Here, Plaintiff alleges Armondo was working at Home Depot on the day of the alleged incident, where Armondo “was pushing a cart filled with boxes inside the store when he struck plaintiff in the back of the leg with the cart, causing [Plaintiff] to fall and sustain serious and permanent injuries.” Mot. at 11, Ex. 1. Based on these allegations, the Court finds Armondo is needed for “just adjudication” and is more than “tangentially related” to Plaintiff's cause of action. See IBC Aviation Servs., Inc., 125 F.Supp.2d at 1012; see also White v. Lowe's Home Centers, LLC, No. 221-CV06829-MCS-RAOx, 2021 WL 8445827, at *2 (C.D. Cal. Dec. 28, 2021) (finding an employee who struck Plaintiff with a shopping cart was “necessary for just adjudication” because “as the person who controlled the shopping cart that hit Plaintiff,] [the store employee] has a ‘high degree of involvement' in the incident giving rise to Plaintiff's claims”) (quoting Boon v. Allstate Ins. Co., 229 F.Supp.2d 1016, 1022 (C.D. Cal. 2002)); Mercado v. Home Depot U.S.A., Inc., No. CV-1810522-SJO-FFMx, 2019 WL 13240645, at *2 (C.D. Cal. June 7, 2019) (finding joinder of a store employee was appropriate because the employee “was a direct participant in the events and transactions giving rise to the case”). Hence, this factor weighs in favor of joinder.
b. Statute of Limitations
The second factor - whether the statute of limitations would preclude an original action against Armondo in state court - weighs against joinder. “[A] finding that the statute of limitations would preclude the filing of a new, separate action against [the non-diverse defendant] may warrant remand.” Murphy v.
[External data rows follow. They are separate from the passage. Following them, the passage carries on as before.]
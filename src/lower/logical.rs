//! AND/ORA/EOR/BIT (§4.F).

use crate::disasm::DecodedInstruction;
use crate::error::Result;
use crate::ir::{BinaryOp, Flag, Instruction, Reg, Value};

use super::addressing::operand_value;
use super::flags::zero_negative;

pub(super) fn handle(instr: &DecodedInstruction) -> Result<Option<Vec<Instruction>>> {
    let op = match instr.mnemonic {
        "AND" => Some(BinaryOp::And),
        "ORA" => Some(BinaryOp::Or),
        "EOR" => Some(BinaryOp::Xor),
        _ => None,
    };
    if let Some(op) = op {
        let operand = operand_value(instr)?;
        let a = Value::Register(Reg::A);
        let mut ir = vec![Instruction::Binary {
            op,
            left: a.clone(),
            right: operand,
            dst: a.clone(),
        }];
        ir.extend(zero_negative(a, Value::Variable(0)));
        return Ok(Some(ir));
    }

    if instr.mnemonic == "BIT" {
        let operand = operand_value(instr)?;
        let a = Value::Register(Reg::A);
        let scratch = Value::Variable(0);
        let ir = vec![
            // Zero = (A & M) == 0
            Instruction::Binary {
                op: BinaryOp::And,
                left: a,
                right: operand.clone(),
                dst: scratch.clone(),
            },
            Instruction::Binary {
                op: BinaryOp::Equals,
                left: scratch,
                right: Value::Constant(0),
                dst: Value::Flag(Flag::Zero),
            },
            // Negative/Overflow come straight from the memory operand's
            // bits 7 and 6, not from A.
            Instruction::Binary {
                op: BinaryOp::And,
                left: operand.clone(),
                right: Value::Constant(0x80),
                dst: Value::Variable(1),
            },
            Instruction::Binary {
                op: BinaryOp::NotEquals,
                left: Value::Variable(1),
                right: Value::Constant(0),
                dst: Value::Flag(Flag::Negative),
            },
            Instruction::Binary {
                op: BinaryOp::And,
                left: operand,
                right: Value::Constant(0x40),
                dst: Value::Variable(1),
            },
            Instruction::Binary {
                op: BinaryOp::NotEquals,
                left: Value::Variable(1),
                right: Value::Constant(0),
                dst: Value::Flag(Flag::Overflow),
            },
        ];
        return Ok(Some(ir));
    }

    Ok(None)
}

#[cfg(test)]
mod tests {
    use super::*;
    use crate::disasm::AddressingMode;

    #[test]
    fn and_immediate_lowers_to_binary_and_flags() {
        let i = DecodedInstruction {
            address: 0,
            opcode: 0x29,
            mnemonic: "AND",
            mode: AddressingMode::Immediate,
            bytes: vec![0x29, 0x0F],
            target: None,
        };
        let ir = handle(&i).unwrap().unwrap();
        assert!(matches!(
            ir[0],
            Instruction::Binary {
                op: BinaryOp::And,
                ..
            }
        ));
    }

    #[test]
    fn bit_does_not_touch_accumulator() {
        let i = DecodedInstruction {
            address: 0,
            opcode: 0x24,
            mnemonic: "BIT",
            mode: AddressingMode::ZeroPage,
            bytes: vec![0x24, 0x10],
            target: None,
        };
        let ir = handle(&i).unwrap().unwrap();
        assert!(ir
            .iter()
            .all(|node| !matches!(node, Instruction::Copy { dst: Value::Register(Reg::A), .. })));
    }
}
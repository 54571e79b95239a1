/*!
addressing.rs - decoded-instruction operand resolution, shared by every
lowering family (mirrors the teacher's `cpu::addressing`: one place that
turns an addressing mode and operand bytes into an effective operand,
used by every opcode-family handler).

Unlike the teacher's version, resolution here never touches a bus -
everything needed to describe the operand (base address, which index
register, indirection scheme) is known at decode time and folded into an
`ir::Value`. Only the *runtime* effective-address arithmetic (adding the
live index register, chasing an indirect pointer) is deferred, and that's
`codegen`'s job when it interprets the `Value`.
*/

use crate::disasm::{AddressingMode, DecodedInstruction};
use crate::error::{CoreError, Result};
use crate::ir::{IndexReg, Indirection, Value};

/// Resolve the operand `Value` a non-branch instruction reads or writes
/// (§4.E). Implied/Relative instructions have no such operand and are
/// handled entirely by their own family.
pub(super) fn operand_value(instr: &DecodedInstruction) -> Result<Value> {
    let operand_u8 = || instr.bytes[1];
    let operand_u16 = || u16::from_le_bytes([instr.bytes[1], instr.bytes[2]]);

    let value = match instr.mode {
        AddressingMode::Immediate => Value::Constant(operand_u8() as u16),
        AddressingMode::Accumulator => Value::Register(crate::ir::Reg::A),
        AddressingMode::ZeroPage => Value::zero_page(operand_u8(), None),
        AddressingMode::ZeroPageX => Value::zero_page(operand_u8(), Some(IndexReg::X)),
        AddressingMode::ZeroPageY => Value::zero_page(operand_u8(), Some(IndexReg::Y)),
        AddressingMode::Absolute => Value::absolute(operand_u16(), None),
        AddressingMode::AbsoluteX => Value::absolute(operand_u16(), Some(IndexReg::X)),
        AddressingMode::AbsoluteY => Value::absolute(operand_u16(), Some(IndexReg::Y)),
        AddressingMode::IndirectX => Value::IndirectMemory {
            base: operand_u8(),
            mode: Indirection::PreIndexedX,
        },
        AddressingMode::IndirectY => Value::IndirectMemory {
            base: operand_u8(),
            mode: Indirection::PostIndexedY,
        },
        AddressingMode::Implied | AddressingMode::Relative | AddressingMode::Indirect => {
            return Err(CoreError::UnsupportedInstruction {
                mnemonic: instr.mnemonic,
                mode: instr.mode,
                address: instr.address,
            });
        }
    };
    Ok(value)
}

#[cfg(test)]
mod tests {
    use super::*;

    fn instr(mode: AddressingMode, bytes: Vec<u8>) -> DecodedInstruction {
        DecodedInstruction {
            address: 0x1000,
            opcode: bytes[0],
            mnemonic: "TEST",
            mode,
            bytes,
            target: None,
        }
    }

    #[test]
    fn immediate_is_constant() {
        let i = instr(AddressingMode::Immediate, vec![0xA9, 0x42]);
        assert_eq!(operand_value(&i).unwrap(), Value::Constant(0x42));
    }

    #[test]
    fn absolute_x_carries_index() {
        let i = instr(AddressingMode::AbsoluteX, vec![0xBD, 0x00, 0x20]);
        assert_eq!(
            operand_value(&i).unwrap(),
            Value::Memory {
                address: 0x2000,
                index: Some(IndexReg::X),
                single_byte: false,
            }
        );
    }

    #[test]
    fn indirect_y_is_post_indexed() {
        let i = instr(AddressingMode::IndirectY, vec![0xB1, 0x10]);
        assert_eq!(
            operand_value(&i).unwrap(),
            Value::IndirectMemory {
                base: 0x10,
                mode: Indirection::PostIndexedY,
            }
        );
    }
}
Am. Gen. Life Ins. Co., 74 F.Supp.3d 1267, 1284 (C.D. Cal. 2015). By contrast, “if a statute of limitations does not bar a plaintiff from filing suit in state court, a federal court may be less inclined to permit joinder of a non-diverse defendant because the plaintiff could still theoretically seek relief from state court.” Yang v. Swissport USA, Inc., No. C 09-3823-SI, 2010 WL 2680800, at *4 (N.D. Cal. July 6, 2010).
Here, Plaintiff has two years from the date of the “injury . . . caused by the . . . neglect of another” to file a complaint. Cal. Civ. Proc. Code § 335.1. The alleged incident occurred on April 28, 2024, Mot. at 14, Ex. 1, thus, the statute of limitations does not bar any claim until April 28, 2026. Hence, this factor weighs against joinder.
c. Timeliness in Seeking Joinder
The third factor - whether there has been an unexplained delay in requesting joinder of Armondo - weighs in favor of joinder. “When determining whether to allow amendment to add a non-diverse party, courts consider whether the amendment was attempted in a timely fashion.” Clinco, 41 F.Supp.2d at 1083. “While there is no bright line rule as to what qualifies as timely, courts consider the amount of time that has [e]lapsed since removal, the progress of the case, and how much time has passed since opposing counsel refused to stipulate to any proposed amendment.” Khachunts, 2023 WL 4554103, at *3.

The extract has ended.